When mommy went to work was the same time that everybody started to get the labor saving devices. Who sold them to the working folks of america. Who made a profit when Mommy needed to get a second car to drive to work.

I know that when you make statements like this it is easy to say I'm being extreme . But am I? When I look at my country today, I don't see anything to make me think I am wrong.

Women really entered the work force in numbers during WWII, right? So probably yes, there was a rise in demand for labor-saving devices. Because there was no one else to take up the slack. However, they didn't all stay after that; when the men returned, women were out of many jobs.

Everyone looks at their country and thinks it was better way back when. Truth is it wasn't, although it wasn't so bad, either.

Things would not particularly be better if women remained at home, as SAHMs, washing dishes by hand. Times change, technology advances -- societal change is harder.

And to get way back to the subject, is porn ruining our sex lives, let's not act like pron didn't exist before the internet, or before playboy. It's been around a long time. It may be more accessible, or plentiful now, but if it's ruining sex lives that's hardly a new development.
 
Or is the availability of Porn making us aware of how unsatisfied we are?

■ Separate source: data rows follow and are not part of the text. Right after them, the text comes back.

use std::fmt::Write as _;
use std::io::{self, BufRead, Write};

use thiserror::Error;

use flowgen_rule::{rule_to_string, Field, OutputStyle, Rule, RuleLayout, CANDIDATE_FIELD_COUNT};
use flowgen_types::parse_binary;

use crate::analyze::{dag_is_valid, enumerate_dags};
use crate::candidate_set::CandidateSet;
use crate::instantiate::InstantiateMode;
use crate::profile::QuadDagProfile;
use crate::quad_dag::QuadDag;

#[derive(Debug, Error)]
pub enum PoolError {
    #[error("unexpected end of profile stream")]
    UnexpectedEof,
    #[error("unexpected token {0:?} in profile stream")]
    UnexpectedToken(String),
    #[error("malformed number {0:?} in profile stream")]
    BadNumber(String),
    #[error("malformed rule field {0:?} in profile stream")]
    BadField(String),
    #[error("profile record has {0} solid rules, expected 4")]
    WrongSolidCount(usize),
    #[error(transparent)]
    Io(#[from] io::Error),
}

/// The read-only library of QuadDag profiles, indexed by position.
#[derive(Debug, Clone, Default)]
pub struct QuadDagPool {
    profiles: Vec<QuadDagProfile>,
}

impl QuadDagPool {
    /// Precompute the library in-memory: every valid, realizable tagging.
    pub fn generate(mode: InstantiateMode) -> Self {
        let profiles = enumerate_dags()
            .filter(dag_is_valid)
            .filter_map(|dag| QuadDagProfile::generate(&dag, mode))
            .collect();
        Self { profiles }
    }

    pub fn len(&self) -> usize {
        self.profiles.len()
    }

    pub fn is_empty(&self) -> bool {
        self.profiles.is_empty()
    }

    pub fn profile(&self, id: usize) -> &QuadDagProfile {
        &self.profiles[id]
    }

    pub fn iter(&self) -> impl Iterator<Item = &QuadDagProfile> {
        self.profiles.iter()
    }

    /// Load a profile stream (records `DAG … END`, stream terminator `EOF`).
    pub fn from_reader(reader: impl BufRead) -> Result<Self, PoolError> {
        let mut text = String::new();
        let mut reader = reader;
        reader.read_to_string(&mut text)?;
        let mut cursor = Cursor {
            tokens: text.split_whitespace().collect(),
            pos: 0,
        };
        let mut profiles = Vec::new();
        loop {
            match cursor.next()? {
                "DAG" => profiles.push(parse_profile(&mut cursor)?),
                "EOF" => break,
                other => return Err(PoolError::UnexpectedToken(other.to_owned())),
            }
        }
        Ok(Self { profiles })
    }

    /// Serialize the pool in the profile stream format.
    pub fn write(&self, mut out: impl Write) -> io::Result<()> {
        let layout = RuleLayout::candidate();
        let mut text = String::new();
        for profile in &self.profiles {
            let _ = writeln!(text, "DAG {}", profile.dag());
            let _ = writeln!(text, "D= {}", profile.total_dependency_length());
            let _ = writeln!(text, "E= {}", profile.total_edge_count());
            let _ = writeln!(text, "W= {}", u8::from(profile.exist_wildcard()));
            let _ = writeln!(text, "F= {}", profile.actual_field_count());
            let _ = writeln!(text, "W= {}", profile.total_bit_width());
            let _ = writeln!(
                text,
                "FW= {} {} {}",
                profile.field_bit_width(0),
                profile.field_bit_width(1),
                profile.field_bit_width(2)
            );
            write_rules(&mut text, "SR", profile.solids(), &layout);
            write_rules(&mut text, "VR", profile.virtuals(), &layout);
            let _ = writeln!(text, "END");
            let _ = writeln!(text);
        }
        let _ = writeln!(text, "EOF");
        out.write_all(text.as_bytes())
    }
}

fn write_rules(text: &mut String, tag: &str, set: &CandidateSet, layout: &RuleLayout) {
    for i in 0..set.len() {
        let _ = writeln!(
            text,
            "{tag} {}  d= {}  e= {}  s= {}",
            rule_to_string(set.rule(i), layout, OutputStyle::FlowBench),
            set.dependency_length(i),
            set.edge_count(i),
            u8::from(set.is_solid(i)),
        );
    }
}

struct Cursor<'a> {
    tokens: Vec<&'a str>,
    pos: usize,
}

impl<'a> Cursor<'a> {
    fn next(&mut self) -> Result<&'a str, PoolError> {
        let token = self.tokens.get(self.pos).ok_or(PoolError::UnexpectedEof)?;
        self.pos += 1;
        Ok(token)
    }

    fn expect(&mut self, expected: &str) -> Result<(), PoolError> {
        let token = self.next()?;
        if token == expected {
            Ok(())
        } else {
            Err(PoolError::UnexpectedToken(token.to_owned()))
        }
    }

    fn next_u8(&mut self) -> Result<u8, PoolError> {
        let token = self.next()?;
        token
            .parse()
            .map_err(|_| PoolError::BadNumber(token.to_owned()))
    }

    fn next_flag(&mut self) -> Result<bool, PoolError> {
        Ok(self.next_u8()? != 0)
    }
}

fn parse_profile(cursor: &mut Cursor<'_>) -> Result<QuadDagProfile, PoolError> {
    let dag: QuadDag = cursor
        .next()?
        .parse()
        .map_err(|_| PoolError::BadField("DAG edge string".to_owned()))?;
    cursor.expect("D=")?;
    let _total_dependency_length = cursor.next_u8()?;
    cursor.expect("E=")?;
    let _total_edge_count = cursor.next_u8()?;
    cursor.expect("W=")?;
    let _exist_wildcard = cursor.next_flag()?;
    cursor.expect("F=")?;
    let _actual_field_count = cursor.next_u8()?;
    cursor.expect("W=")?;
    let _total_bit_width = cursor.next_u8()?;
    cursor.expect("FW=")?;
    for _ in 0..CANDIDATE_FIELD_COUNT {
        let _ = cursor.next_u8()?;
    }
    let mut solids = CandidateSet::default();
    let mut virtuals = CandidateSet::default();
    loop {
        match cursor.next()? {
            "SR" => parse_profiled_rule(cursor, &mut solids)?,
            "VR" => parse_profiled_rule(cursor, &mut virtuals)?,
            "END" => break,
            other => return Err(PoolError::UnexpectedToken(other.to_owned())),
        }
    }
    if solids.len() != crate::quad_dag::VERTEX_COUNT {
        return Err(PoolError::WrongSolidCount(solids.len()));
    }
    // Aggregates are recomputed from the rules; the stored copies are
    // informational.
    Ok(QuadDagProfile::assemble(dag, solids, virtuals))
}

fn parse_profiled_rule(cursor: &mut Cursor<'_>, set: &mut CandidateSet) -> Result<(), PoolError> {
    cursor.expect("R")?;
    let mut fields = Vec::with_capacity(CANDIDATE_FIELD_COUNT);
    for _ in 0..CANDIDATE_FIELD_COUNT {
        let token = cursor.next()?;
        let field = if token == "*" {
            Field::lpm_any()
        } else {
            let prefix =
                parse_binary(token).map_err(|_| PoolError::BadField(token.to_owned()))?;
            Field::lpm(prefix, token.len() as u8)
        };
        fields.push(field);
    }
    cursor.expect("d=")?;
    let d = cursor.next_u8()?;
    cursor.expect("e=")?;
    let e = cursor.next_u8()?;
    cursor.expect("s=")?;
    let s = cursor.next_flag()?;
    set.push_profiled(Rule::new(fields), d, e, s);
    Ok(())
}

Could it be that the access to Hard Core Porn makes us eager for a sexual life, more open, more available, and more... If a quiet fuck in the Morning is good, why not a Blow Job with every tank of fuel? We certainly are paying the price and getting little of the perks.
 
I agree that business is getting two workers for the price of one these days, but it is not because women have joined the workforce. Women have always worked, and quite often for cheap, disagreeable bosses. It is just that originally these bosses were their fathers or husbands and (practically) their owners. When mommy went to work, she probably did so with a whoop of joy!

I may have the timing a bit off, but I believe the first career, offering women the ability to earn their own living was in education. About that same time, the nursing profession was being revolutionized, and offered hard, specialized labor for which women were ideally suited.

Young women began creeping into the business world with the invention of the typewriter and the telephone. By combining typewriter (the original name for both the machine and its operator) with the telephone, as well as the skills of a personal servant, the secretary was born.

To a lesser degree in World War One, but much more so during World War Two, women followed their men to war in ancillary roles. Both times, as in every war, the women left behind had to take up the slack of her missing father, brother, or husband. During World War Two, especially, heavy industry required women to not only take over the roles of the missing men, but to beef up production to an even higher output.

Of course, once the war was over, the women were bustled back to their kitchens and again told that they were only good to feed and clean their menfolk, give birth and maintain the children while not failing to look as young and pretty as they once did when the old geezers they married walked them down the aisle.

Since the 1920's companies had begun manufacturing and improving equipment to help take some of the labor out of labor-intensive household chores. These mechanical aids combined with memories of the satisfaction derived from being a wage earner was all the motivation some women needed. Instead of remaining her husband’s complete dependent, many women returned to the workforce.

Understandably, there was a backlash both from men who found themselves in competition with women for a job, as well as from men no longer the only income earner, and upset by the decreased authority this allowed them. This backlash became both heated and obsessive.

The advent of the birth control pill promised women freedom from unplanned and unanticipated childbirth, ringing the death knell for the final, fallacious objection to women holding important business positions.

Early in the 1970's, women’s battle to be taken seriously in the workplace and their fight to control their own reproduction system coalesced into the Feminist Movement.

Over the decades those women have helped to raise this nation as close as it has ever been to a caring, nurturing, sustaining society — women and men with intelligence who have desired to see everyone with, at worst, the minimum that they require, the freedom to seek more, and the hope that those extra efforts help to raise all to a higher minimum.

Unfortunately, there are men in tall buildings, with large savings, fabulous salaries and insatiable appetites, who apparently conceive of America as a giant Monopoly game, where slowly everybody is forced out, until all the money and property belongs to them.

This is obviously so ridiculous a concept that it is a wonder any sentient being can hold it. What is even more unimaginable is that they still have influence over the game’s losers, and players with a few more rounds to play before they must resign. Somehow, they have convinced these misguided players that the game isn’t fixed, and that they still have a chance to win.

It is not that the corporations have dangled any “shiny object of independence” before women. Women have fought many bloody battles over their concept of what society should be, and their place in it. They have won their freedom on their own merit.

If you really wish to learn why we have so little of what we once had in abundance just forty years ago, first, stop blaming women. Second, attend the nearest OCCUPY WALL STREET protest.

They frequently have lectures. Keep both your ears and your mind open. If nothing else, it might change your definition of what is pornographic.